Böyle dedi, ve büyük gözlü Here ürkerek kanatlı sözler söyledi.

— Altımızdaki Yer ve üstteki geniş Gök ve tamuya dökülen Styks suyunun dalgaları şahit olsunlar mutlu tanrılar için en büyük sayılan yemin ile and içiyorum; senin kutsal başın için, hiçbir sebeple ağzıma almadığım birleştirici nikâhımız için de andiçiyorum ki, Yeri sarsan Poseidon, benim düzenimle Hektor'a ve Troyalılara karşı kalkmış değildir. Ahaylıları gemilerin yanında, bitkin bir halde görüp kendi gönlü ile acımış, yardımlarına koşmuş olacaktır. Fakat, ben ona, kara bulut sahibi tanrıya, senin istiyeceğin yere gitmesini öğütlemeğe hazırım.

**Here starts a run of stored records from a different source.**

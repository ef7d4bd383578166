use pkgward_core::paths::PKGWARD_DIR;
use std::path::{Path, PathBuf};

/// Resolve the project root.
///
/// Priority:
/// 1. `--root` flag / `PKGWARD_ROOT` env var (passed in as `explicit`)
/// 2. Walk upward from `cwd` looking for `.pkgward/`
/// 3. Fall back to `cwd`
pub fn resolve_root(explicit: Option<&Path>) -> PathBuf {
    if let Some(p) = explicit {
        return p.to_path_buf();
    }
    let cwd = std::env::current_dir().unwrap_or_else(|_| PathBuf::from("."));
    find_marked_ancestor(&cwd).unwrap_or(cwd)
}

fn find_marked_ancestor(start: &Path) -> Option<PathBuf> {
    start
        .ancestors()
        .find(|dir| dir.join(PKGWARD_DIR).is_dir())
        .map(Path::to_path_buf)
}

Böyle dedi, ve tanrılarla insanların babası gülümsiyerek şu kanatlı sözleri söyledi:

— Güzel, büyük gözlü Here Sultan, eğer sen, bundan sonra, benim düşüncelerime uygun düşüncelerle, ölümsüzler arasında oturmuş olsan, Poseidon da arzularını değiştirir, benim ve senin gönlümüzü almağa yanaşırdı. Eğer sözlerinde samimî isen, şimdi, tanrılar arasına git, buraya da İrisi ve ün salmış okçu Apollon'u yolla.

TANRILAR USLANDIRILIYOR

Böyle dedi, ve kolları beyaz tanrıça Here itiraz etmedi. İda'nın tepelerinden yüksek Olympos'a gitti. Çok memleket gezmiş bir adamın zihni nasıl şu veya bu ülkeye bir an içinde varırsa, Here Sultan o kadar büyük bir tezlikle Zeus'un sarayına uçmuştu. Orada bütün ölümsüzleri toplanmış buldu, onu görünce hepsi ayağa kalktı, elde sağrak, selâmladılar. En önce yanına koşan (toplantılar tanrıçası) güzel Themis'in elinden sağrağı aldı, bu tanrıça kendisine kanatlı sözler söyledi:

— Here, ne yaptın? Bir hoş görünüyorsun? Kocan, Kronosoğlu seni hayli korkutmuş olacak.